● **WHAT NEEDS TO BE DONE**
Keep to one stretch of the data below, the lines from the one with "indices. Parent and" up to and including the one with "pub const ATTR_HIDDEN: u8 = 0x02;", and return that stretch exactly.

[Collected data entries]
*** Block opens ***
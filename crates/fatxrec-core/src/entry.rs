//! Recovered directory entries and their arena storage.
//!
//! Entries form a graph with parent back-references, so the whole scan
//! session's entries live in one owned arena addressed by stable
//! indices. Parent and children are [`EntryId`]s, never references,
//! which keeps navigation O(1) in both directions without reference
//! cycles.

use chrono::{DateTime, Utc};
use serde::{Deserialize, Serialize};

/// FATX attribute bits (shared layout with FAT).
pub const ATTR_READ_ONLY: u8 = 0x01;
pub const ATTR_HIDDEN: u8 = 0x02;
pub const ATTR_SYSTEM: u8 = 0x04;
pub const ATTR_DIRECTORY: u8 = 0x10;
pub const ATTR_ARCHIVE: u8 = 0x20;

/// Index of an entry within its [`EntryArena`].
#[derive(Debug, Clone, Copy, PartialEq, Eq, Hash, Serialize, Deserialize)]
pub struct EntryId(pub usize);

/// One recovered filesystem object, as handed over by the metadata
/// scanner. Immutable from the engine's perspective once the arena is
/// assembled.
#[derive(Debug, Clone, Serialize, Deserialize)]
pub struct DirectoryEntry {
    pub file_name: String,
    /// Start of the content chain. Meaningless when `is_deleted`.
    pub first_cluster: u32,
    /// Cluster the entry record was physically found in. Fixed at scan
    /// time, independent of logical tree position.
    pub discovery_cluster: u32,
    /// Authoritative content length in bytes.
    pub file_size: u32,
    pub attributes: u8,
    pub is_deleted: bool,
    pub creation_time: DateTime<Utc>,
    pub last_write_time: DateTime<Utc>,
    pub last_access_time: DateTime<Utc>,
    /// Back-reference into the arena. Absent for orphans and roots.
    pub parent: Option<EntryId>,
    /// Children in on-disk order. Empty for files.
    pub children: Vec<EntryId>,
}

impl DirectoryEntry {
    pub fn is_directory(&self) -> bool {
        self.attributes & ATTR_DIRECTORY != 0
    }
}

/// Owning collection for one scan session's entries.
///
/// Ids are positions in insertion order; looking up an id minted by a
/// different arena is a caller bug and panics.
#[derive(Debug, Default, Clone, Serialize, Deserialize)]
pub struct EntryArena {
    entries: Vec<DirectoryEntry>,
}

impl EntryArena {
    pub fn new() -> Self {
        EntryArena::default()
    }

    pub fn push(&mut self, entry: DirectoryEntry) -> EntryId {
        let id = EntryId(self.entries.len());
        self.entries.push(entry);
        id
    }

    pub fn get(&self, id: EntryId) -> &DirectoryEntry {
        &self.entries[id.0]
    }

    /// Replace an entry's child list. Only meaningful while the arena
    /// is being assembled from scanner output.
    pub fn set_children(&mut self, id: EntryId, children: Vec<EntryId>) {
        self.entries[id.0].children = children;
    }

    pub fn len(&self) -> usize {
        self.entries.len()
    }

    pub fn is_empty(&self) -> bool {
        self.entries.is_empty()
    }

    pub fn ids(&self) -> impl Iterator<Item = EntryId> {
        (0..self.entries.len()).map(EntryId)
    }

    pub fn iter(&self) -> impl Iterator<Item = (EntryId, &DirectoryEntry)> + '_ {
        self.entries
            .iter()
            .enumerate()
            .map(|(i, e)| (EntryId(i), e))
    }

    /// Number of nodes in the subtree rooted at `id`, including `id`
    /// itself and any deleted entries.
    pub fn count_subtree(&self, id: EntryId) -> usize {
        let entry = self.get(id);
        1 + entry
            .children
            .iter()
            .map(|&child| self.count_subtree(child))
            .sum::<usize>()
    }
}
*** Block closes ***
● **TASK RESULT**
//! indices. Parent and children are [`EntryId`]s, never references,
//! which keeps navigation O(1) in both directions without reference
//! cycles.

use chrono::{DateTime, Utc};
use serde::{Deserialize, Serialize};

/// FATX attribute bits (shared layout with FAT).
pub const ATTR_READ_ONLY: u8 = 0x01;
pub const ATTR_HIDDEN: u8 = 0x02;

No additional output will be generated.